What we presented here at the congress is the first prespecified interim analysis of all patients concurrently randomised to the EV-P arm versus the control. The centrally assessed event free survival is the primary endpoint and key secondary endpoints are overall survival and pathCR. It was a very strong hit for all of them. So the primary endpoint of event free survival showed an early and sustained separation of the Kaplan-Meier curves, translating into a hazard ratio of 0.4 in favour of the EV-P arm. You always want to see that translated into an overall survival benefit and we also had that hit, also with a hazard ratio of 0.5, which was quite good. At two years, for example, you have 63% of patients that are still alive in the control arm and up to 80% in the intervention arm.

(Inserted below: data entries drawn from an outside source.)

//! `update-sdk-checksums` CLI entrypoint.
//!
//! Syncs a release's checksums and pinned version into every configured SDK,
//! or verifies downloaded artefacts against a ledger.

use clap::Parser;
use sdk_checksum_sync::cli::{Cli, Command, SyncArgs, VerifyArgs};
use sdk_checksum_sync::config::SyncConfig;
use sdk_checksum_sync::error::{AppError, Result};
use sdk_checksum_sync::fetch::{HttpFetcher, ManifestFetcher, manifest_url};
use sdk_checksum_sync::output::{DryRunInfo, success_message, write_stderr_line};
use sdk_checksum_sync::sync::{RunOutcome, Synchronizer};
use sdk_checksum_sync::verify::verify_artifact;
use sdk_checksum_sync::version_tag::VersionTag;
use std::io::{self, Write};
use tracing_subscriber::EnvFilter;

fn main() {
    init_logging();
    let cli = Cli::parse();
    let mut stderr = io::stderr();
    let run_result = run(&cli, &mut stderr);
    let exit_code = exit_code_for_run_result(run_result, &mut stderr);
    if exit_code != 0 {
        std::process::exit(exit_code);
    }
}

/// Route `log` records to stderr, filtered by `RUST_LOG` (default `warn`).
fn init_logging() {
    let filter = EnvFilter::try_from_default_env().unwrap_or_else(|_| EnvFilter::new("warn"));
    if tracing_subscriber::fmt()
        .with_env_filter(filter)
        .with_writer(io::stderr)
        .with_target(false)
        .try_init()
        .is_err()
    {
        // A subscriber is already installed; keep it.
    }
}

fn run(cli: &Cli, stderr: &mut dyn Write) -> Result<()> {
    match &cli.command {
        Some(Command::Verify(args)) => run_verify(args, stderr),
        Some(Command::Sync(args)) => run_sync(args, stderr),
        None => run_sync(&cli.sync, stderr),
    }
}

fn resolve_config(args: &SyncArgs) -> Result<SyncConfig> {
    let mut config = match &args.config {
        Some(path) => SyncConfig::load(path)?,
        None => SyncConfig::default(),
    };
    if let Some(root) = &args.root {
        config.root.clone_from(root);
    }
    if args.strict_ledger {
        config.strict_ledger = true;
    }
    config.validate()?;
    Ok(config)
}

fn run_sync(args: &SyncArgs, stderr: &mut dyn Write) -> Result<()> {
    let Some(tag) = &args.tag else {
        return Err(AppError::MissingTag);
    };
    let config = resolve_config(args)?;

    if args.dry_run {
        let url = manifest_url(&config.project, tag);
        let targets = config.targets();
        let info = DryRunInfo {
            version: tag.as_str(),
            url: &url,
            policy: config.ledger_policy(),
            targets: &targets,
        };
        write_stderr_line(stderr, info.display_text());
        return Ok(());
    }

    let fetcher = HttpFetcher::new(config.fetch_timeout());
    sync_with(config, tag, &fetcher, args.quiet, stderr)
}

fn sync_with(
    config: SyncConfig,
    tag: &VersionTag,
    fetcher: &dyn ManifestFetcher,
    quiet: bool,
    stderr: &mut dyn Write,
) -> Result<()> {
    let sdk_count = config.sdks.len();
    let synchronizer = Synchronizer::new(config);

    let mut sink = io::sink();
    let progress: &mut dyn Write = if quiet { &mut sink } else { &mut *stderr };
    let report = synchronizer.run(tag, fetcher, progress)?;

    match report.outcome() {
        RunOutcome::AllSucceeded => {
            if !quiet {
                write_stderr_line(stderr, "");
                write_stderr_line(stderr, success_message(tag.as_str(), sdk_count));
            }
            Ok(())
        }
        RunOutcome::PartialFailure(failed) => Err(AppError::PartialFailure { failed }),
    }
}

fn run_verify(args: &VerifyArgs, stderr: &mut dyn Write) -> Result<()> {
    let mut failures = Vec::new();
    for artefact in &args.artefacts {
        match verify_artifact(&args.ledger, args.release.as_str(), artefact) {
            Ok(()) => write_stderr_line(stderr, format!("{artefact}: OK")),
            Err(err) => {
                write_stderr_line(stderr, format!("{artefact}: FAILED ({err})"));
                failures.push(err);
            }
        }
    }

    if failures.is_empty() {
        Ok(())
    } else {
        Err(AppError::Verify {
            failures,
            total: args.artefacts.len(),
        })
    }
}

fn exit_code_for_run_result(result: Result<()>, stderr: &mut dyn Write) -> i32 {
    match result {
        Ok(()) => 0,
        Err(err) => {
            write_stderr_line(stderr, &err);
            err.exit_code()
        }
    }
}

Also very important is the endpoint of pathCR, also a key secondary endpoint. We were very fair in that we used the denominator of all the ITT population, so even the patients that have an extremely good clinical response on enfortumab vedotin + pembrolizumab but opted not to go to surgery were also considered non-responders because for the denominator we used also all the patients that did not go to surgery. For the pathCR by this analysis we had 57.1% so you can imagine if you add these good responses it would be even higher. But this is already the highest pathCR rate ever reported in a phase III MIBC trial and maybe that also paves the way for the next generation trials with bladder sparing because you can imagine if you tell your patient we’ve removed your bladder but we see a pT0, N0, then the patient will question you but why did you remove it?

So this is, first of all, a trial that is transformative for the MIBC patients who are cisplatin ineligible and I hope that that will be confirmed in the cis eligible patients with the P15 trial that’s ongoing. But for now I will be very happy to offer this to all of my cisplatin-ineligible MIBC patients. It also paves the way for a lot of beautiful trials to come.